誰かから指摘されたような記憶はないと思うが、何かの本で読んで「あっ、俺にもある」と感じた言葉使いに、この「違和感を感じる」という表現がある。この表現は思った以上に私の中に定着しているような気がしている。「何となく気になる」、「証明はできないけれど、間違いだと思う」、「直感的にどこか変だ」、・・・そんな感触を表す言葉として、この「違和感」という表現はどうやら私の中に深く根付いているらしい。

 こうした定着感は、ここ数年ここでエッセイを発表しているときに、この「違和感を感じる」という表現がそれなりの頻度で飛び出してくることからも感じられる。そしてその度に、「違和感」の「感」は「感じる」ことの「感」なのだから、「違和感を感じる」は重ね言葉になって間違いだと、その都度私自身に言い聞かせているからである。そしてその度にそうした使いかたはしないように自省してしまうからである。つまりは、そうした自省の気持ちが起きなければ、私は無意識に「違和感を感じる」という表現がまさに違和感なく流れ出てしまうということでもある。

 ただ、ここまで自省し、自制する思いがありながら、それでもなお私にとってこの「違和感を感じる」は、とても使いやすく私の気持ちを素直に表現している雰囲気を持っているのである。

 もちろん「違和感を感じる」は間違いで、「違和感を覚える」、「違和感を拭えない」などと表現するのが正しい日本語であるということくらい、知識としては知っている。それでもなお私の中では、「違和感を感じる」との用法が体質として私自身の中に染み込んでいるような気がしているのである。

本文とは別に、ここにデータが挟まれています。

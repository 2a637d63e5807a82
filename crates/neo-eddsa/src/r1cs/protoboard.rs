//! The protoboard: variables, constraints and the current witness.
//!
//! Gadgets declare wires with [`Protoboard::allocate`], add `<a>·<b> = <c>`
//! rows with [`Protoboard::enforce`] and fill values with
//! [`Protoboard::assign`]. The three steps are independent, so one board can
//! be compiled once and re-witnessed for every signature.
//!
//! [`Protoboard::synthesize_into`] replays the board into any bellpepper
//! `ConstraintSystem`, which is how the circuit reaches a prover (and how the
//! tests cross-check satisfiability with `TestConstraintSystem`).

use bellpepper_core::{Circuit, ConstraintSystem, SynthesisError};
use ff::PrimeField;
use tracing::debug;

use super::lc::{LinearCombination, Variable};
use crate::error::{CircuitError, Result};

/// A single R1CS row `<a, z> * <b, z> = <c, z>`.
#[derive(Clone, Debug)]
pub struct Constraint<F: PrimeField> {
    pub a: LinearCombination<F>,
    pub b: LinearCombination<F>,
    pub c: LinearCombination<F>,
    pub annotation: String,
}

#[derive(Clone, Debug)]
struct VariableInfo {
    annotation: String,
    public: bool,
}

/// Handle recording whether a gadget has emitted its constraints on the
/// board it was built on.
#[derive(Clone, Copy, Debug, PartialEq, Eq)]
pub struct EmissionMark(usize);

#[derive(Clone, Debug)]
pub struct Protoboard<F: PrimeField> {
    variables: Vec<VariableInfo>,
    values: Vec<Option<F>>,
    constraints: Vec<Constraint<F>>,
    emitted: Vec<bool>,
}

impl<F: PrimeField> Default for Protoboard<F> {
    fn default() -> Self {
        Self::new()
    }
}

impl<F: PrimeField> Protoboard<F> {
    pub fn new() -> Self {
        Self {
            variables: vec![VariableInfo {
                annotation: "ONE".into(),
                public: true,
            }],
            values: vec![Some(F::ONE)],
            constraints: Vec::new(),
            emitted: Vec::new(),
        }
    }

    pub fn one() -> Variable {
        Variable::ONE
    }

    /// Declare a private (auxiliary) wire.
    pub fn allocate(&mut self, annotation: impl Into<String>) -> Variable {
        self.push_variable(annotation.into(), false)
    }

    /// Declare a public-input wire.
    pub fn allocate_input(&mut self, annotation: impl Into<String>) -> Variable {
        self.push_variable(annotation.into(), true)
    }

    fn push_variable(&mut self, annotation: String, public: bool) -> Variable {
        let var = Variable(self.variables.len());
        self.variables.push(VariableInfo { annotation, public });
        self.values.push(None);
        var
    }

    /// Add the constraint `a * b = c`.
    pub fn enforce<A, AR, LA, LB, LC>(&mut self, annotation: A, a: LA, b: LB, c: LC) -> Result<()>
    where
        A: FnOnce() -> AR,
        AR: Into<String>,
        LA: FnOnce(LinearCombination<F>) -> LinearCombination<F>,
        LB: FnOnce(LinearCombination<F>) -> LinearCombination<F>,
        LC: FnOnce(LinearCombination<F>) -> LinearCombination<F>,
    {
        let a = a(LinearCombination::zero()).compress();
        let b = b(LinearCombination::zero()).compress();
        let c = c(LinearCombination::zero()).compress();
        for var in a.variables().chain(b.variables()).chain(c.variables()) {
            self.check(var)?;
        }
        self.constraints.push(Constraint {
            a,
            b,
            c,
            annotation: annotation().into(),
        });
        Ok(())
    }

    pub fn assign(&mut self, var: Variable, value: F) -> Result<()> {
        self.check(var)?;
        if var == Variable::ONE {
            return Err(CircuitError::ConstantAssignment);
        }
        self.values[var.0] = Some(value);
        Ok(())
    }

    pub fn value_of(&self, var: Variable) -> Result<F> {
        self.check(var)?;
        self.values[var.0].ok_or_else(|| CircuitError::UnassignedVariable {
            index: var.0,
            annotation: self.variables[var.0].annotation.clone(),
        })
    }

    /// Evaluate a linear combination under the current witness.
    pub fn eval(&self, lc: &LinearCombination<F>) -> Result<F> {
        lc.terms().iter().try_fold(F::ZERO, |acc, (var, coeff)| {
            Ok(acc + *coeff * self.value_of(*var)?)
        })
    }

    /// Register a gadget whose witness pass must follow its emission.
    pub fn track_emission(&mut self) -> EmissionMark {
        self.emitted.push(false);
        EmissionMark(self.emitted.len() - 1)
    }

    pub fn mark_emitted(&mut self, mark: EmissionMark) -> Result<()> {
        let slot = self
            .emitted
            .get_mut(mark.0)
            .ok_or(CircuitError::UnknownEmissionMark { index: mark.0 })?;
        *slot = true;
        Ok(())
    }

    /// Fails with [`CircuitError::ConstraintsNotEmitted`] unless `mark` was
    /// passed to [`mark_emitted`](Self::mark_emitted).
    pub fn require_emitted(&self, mark: EmissionMark, annotation: &str) -> Result<()> {
        match self.emitted.get(mark.0) {
            Some(true) => Ok(()),
            Some(false) => Err(CircuitError::ConstraintsNotEmitted {
                annotation: annotation.to_owned(),
            }),
            None => Err(CircuitError::UnknownEmissionMark { index: mark.0 }),
        }
    }

    /// Drop every witness value except the constant ONE.
    pub fn clear_witness(&mut self) {
        for value in self.values.iter_mut().skip(1) {
            *value = None;
        }
    }

    pub fn assignment(&self) -> &[Option<F>] {
        &self.values
    }

    pub fn annotation(&self, var: Variable) -> Result<&str> {
        self.check(var)?;
        Ok(&self.variables[var.0].annotation)
    }

    /// Number of wires, including the constant ONE.
    pub fn num_variables(&self) -> usize {
        self.variables.len()
    }

    /// Number of public wires, including the constant ONE.
    pub fn num_inputs(&self) -> usize {
        self.variables.iter().filter(|info| info.public).count()
    }

    pub fn num_constraints(&self) -> usize {
        self.constraints.len()
    }

    pub fn constraints(&self) -> &[Constraint<F>] {
        &self.constraints
    }

    fn check(&self, var: Variable) -> Result<()> {
        if var.0 >= self.variables.len() {
            return Err(CircuitError::UnknownVariable { index: var.0 });
        }
        Ok(())
    }

    fn row_holds(&self, row: &Constraint<F>) -> Result<bool> {
        let a = self.eval(&row.a)?;
        let b = self.eval(&row.b)?;
        let c = self.eval(&row.c)?;
        Ok(a * b == c)
    }

    /// Every constraint holds under the current witness. Missing values
    /// count as unsatisfied.
    pub fn is_satisfied(&self) -> bool {
        self.which_is_unsatisfied().is_none()
    }

    /// Annotation of the first constraint that fails (or cannot be evaluated).
    pub fn which_is_unsatisfied(&self) -> Option<&str> {
        self.constraints
            .iter()
            .find(|row| !matches!(self.row_holds(row), Ok(true)))
            .map(|row| row.annotation.as_str())
    }

    /// Like [`is_satisfied`](Self::is_satisfied), but reports which row
    /// failed and distinguishes a missing witness value from a violated row.
    pub fn check_satisfied(&self) -> Result<()> {
        for (index, row) in self.constraints.iter().enumerate() {
            if !self.row_holds(row)? {
                debug!(
                    index,
                    annotation = %row.annotation,
                    "[r1cs] first failing constraint"
                );
                return Err(CircuitError::Unsatisfied {
                    index,
                    annotation: row.annotation.clone(),
                });
            }
        }
        Ok(())
    }

    /// Replay all wires and constraints into a bellpepper constraint system.
    ///
    /// Names are prefixed with the wire/row index so they are unique, and
    /// path separators are stripped.
    pub fn synthesize_into<CS: ConstraintSystem<F>>(
        &self,
        cs: &mut CS,
    ) -> core::result::Result<(), SynthesisError> {
        let mut wires = Vec::with_capacity(self.variables.len());
        wires.push(CS::one());
        for (idx, info) in self.variables.iter().enumerate().skip(1) {
            let value = self.values[idx];
            let name = || format!("v{}_{}", idx, sanitize(&info.annotation));
            let witness = || value.ok_or(SynthesisError::AssignmentMissing);
            let wire = if info.public {
                cs.alloc_input(name, witness)?
            } else {
                cs.alloc(name, witness)?
            };
            wires.push(wire);
        }

        let lower = |lc: bellpepper_core::LinearCombination<F>, row: &LinearCombination<F>| {
            row.terms()
                .iter()
                .fold(lc, |lc, (var, coeff)| lc + (*coeff, wires[var.0]))
        };
        for (idx, row) in self.constraints.iter().enumerate() {
            cs.enforce(
                || format!("c{}_{}", idx, sanitize(&row.annotation)),
                |lc| lower(lc, &row.a),
                |lc| lower(lc, &row.b),
                |lc| lower(lc, &row.c),
            );
        }
        Ok(())
    }
}

impl<F: PrimeField> Circuit<F> for Protoboard<F> {
    fn synthesize<CS: ConstraintSystem<F>>(
        self,
        cs: &mut CS,
    ) -> core::result::Result<(), SynthesisError> {
        self.synthesize_into(cs)
    }
}

fn sanitize(annotation: &str) -> String {
    annotation.replace('/', "_")
}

 それはそれだけ、こうした使いかたが、私の中で定着しているからなのだろう。そうした使いかたに私がすっかり慣れ親しむほど長期間無意識に使ってきたということなのかもしれない。

 私はここで「違和感を感じる」という表現を、正当化したいと思っているわけではない。ただこのような重ね言葉は日本語の中には数多く存在しており、そこには単なる間違い以前に、日本語の構成というか日本語の歴史みたいなものが関わりあっているようなきがしているのである。

 私がはっきりと重ね言葉だと分った使いかたに、「馬から落ちて落馬した」という、どちらかというと余りにもはっきりした誤用の例がある。誰にでもその誤りが分り、指摘されるまでもない典型例であろう。

 それ以外にも多くの重ね言葉が存在する。たとえば、「遺産を残す」という言い方がある。遺産とは人が死んだ後に遺された財産を言うのだから、遺産という語の中に「残す」の意味が含まれていることになって、「遺産」という語と「残す」とは重なっている。

 その外にも「選挙で過半数を超える」なども、過半数は半数を超えているのであるから、それに改めて「超える」を付け加えるのは間違いだろう。また、「そんなことをしたら、あとで後悔するよ」などの表現も同様である。「あとで」は不用な表現になっているのである。

 私が毎週聞いているFMラジオ番組の「きらクラ!」(トークとクラシック曲の番組)では、どんなきっかけだったのか分らないけれど「ご自愛」という言葉が頻発している。その使いかたの中に「お体をご自愛ください」みたいな表現がときどき表れる。だが「自愛」とは自分の身を大切にすることを意味しているから、「お体を」は重ね言葉になる。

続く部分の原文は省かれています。